The Client Challenge

A 1700-bed regional health system began a back-office enterprise resource planning (ERP) replacement project to modernize its 20-year-old systems and leverage new cloud ERP technology to standardize processes, gain efficiencies, and enable growth.

Having grown through acquisition, the health system operated its facilities independently, with inconsistent supply chain processes across hospitals, clinics, and research facilities—creating redundancies, duplicative master data, and complex system design.

STANDARDIZING SUPPLY CHAIN PROCESSES AND MASTER DATA CAN:
  • Improve inventory management and reduce inventory holding costs and waste.
  • Eliminate redundancies and streamline business processes across the enterprise.
  • Generate savings through strategic sourcing and tier improvements for group purchasing organizations.
  • Reduce labor-intensive, nonclinical procurement workflow and improve productivity levels.
  • Reduce “maverick” spending by managing off-contract spending and hard-wiring procurement decisions.

Navigating to Next: The Solution

The health system turned to Chartis as a guide to partner with internal teams and Workday to lead the program office, change management, and human capital, finance, and supply chain workstreams. A first step was engaging the Operations team to define the desired level of transformation. The result: deeply involved leaders—focused on the priorities and accountable for realizing benefits like improved inventory management, reduced waste, and lower off-contract spending.

End users were involved in process redesign— focused on the most challenging workflows and consensus across facilities. Process standardization centered on improving productivity levels for supply chain planning, supplier invoices, payment processing, and the warehouse team. Design decisions were made to automate procurement decisions to enforce cost controls. Teams were aligned on remote inventory management and simplified nonclinical procurement, enhanced reporting, and normalized item master and supplier data. Enterprise item categorization set a foundation for robust strategic sourcing and value analysis.

Navigating to Next: Key Components

ORGANIZATIONAL ALIGNMENT

ORGANIZATIONAL ALIGNMENT

Focus on the greater good as an enterprise—not a single stakeholder group or function. Design for the rule, not the exception.

KNOWLEDGE DISCOVERY

KNOWLEDGE DISCOVERY

Utilize the power of data that exists both internally and externally to enable decision-making frameworks.

VALUE MANAGEMENT

VALUE MANAGEMENT

Align both high- and low-impact business processes to maximize the enterprise’s return on investment.

technology

TECHNOLOGY

Leverage available and emerging toolsets to liberate resources from repetitive and costly maintenance.

Client Impact

The now unified supply chain provides consistent processes across all entities, leveraging tools and technology where appropriate to increase productivity. Among these technologies is “punch out” to supplier websites and updated mobile technology allowing delivery tracking, physical inventory, par counting, label printing, and additional EDI transactions. This provides visibility and streamlined processes for previously labor-intensive and error-prone tasks for medical clinics and delivery locations throughout the health system.

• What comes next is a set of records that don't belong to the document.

//! Core types for network representation.

use std::fmt;

/// A unique identifier for a node in the network.
#[derive(Debug, Clone, Copy, PartialEq, Eq, Hash, PartialOrd, Ord)]
#[cfg_attr(feature = "serde", derive(serde::Serialize))]
pub struct NodeId(pub usize);

impl fmt::Display for NodeId {
    fn fmt(&self, f: &mut fmt::Formatter<'_>) -> fmt::Result {
        write!(f, "{}", self.0)
    }
}

/// The role a node plays in the flow system.
///
/// Sources inject the current `I0`, sinks extract it, normal nodes only
/// conserve flow.
#[derive(Debug, Clone, Copy, PartialEq, Eq, Hash, Default)]
#[cfg_attr(feature = "serde", derive(serde::Serialize))]
pub enum NodeRole {
    Source,
    #[default]
    Normal,
    Sink,
}

impl fmt::Display for NodeRole {
    fn fmt(&self, f: &mut fmt::Formatter<'_>) -> fmt::Result {
        match self {
            NodeRole::Source => write!(f, "SOURCE"),
            NodeRole::Normal => write!(f, "NORMAL"),
            NodeRole::Sink => write!(f, "SINK"),
        }
    }
}
//! Network graph representation and validation.
//!
//! This module provides the topology the solver works on. A [`Network`]
//! holds the [`Node`]s and [`Connection`]s of one run together with the
//! adjacency lookup used to assemble the flow system.

mod connection;
mod graph;
mod node;
mod types;
mod validate;

pub use connection::{Connection, FeedbackLaw, DEFAULT_ALPHA, DEFAULT_SATURATION, DEFAULT_WEIGHT};
pub use graph::Network;
pub use node::Node;
pub use types::*;
pub use validate::{topology_warnings, validate_lengths};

Establishing a unified item master with an extensive increase in data elements enables increased reporting and search capabilities. This is the backbone for contract and value analysis to identify savings opportunities. It also enables more accurate budgeting and planning efforts to minimize disruptions to the health system’s supply chain operations.

A unified supply chain provides measurable results across the enterprise.

67 %

Reduction in stale or duplicate item master data

110

Clinics have access to an unlimited item catalog via integration

12 k+

Average purchase order acknowledgements processed per month within the ERP system

How We Are Making Healthcare Better

When implementing cloud-based ERP, a tight partnership between Operations and IT is essential to create a dynamic, clinically integrated supply chain and realize direct materials and services savings, cost-of-care reductions, and productivity. It also enables health systems to take advantage of new automation and AI.

—Steve Glawe, Principal, Chartis

Next Intelligence

Design for the long-term goals of the organization by:
  • Incorporating new data elements to identify continuous savings opportunities upon system stabilization.
  • Establishing relevant data governance to create a common vernacular that is transferable across the regional boundaries.
  • Simplifying nonclinical processes and procedures to focus on patient-relevant supply operations.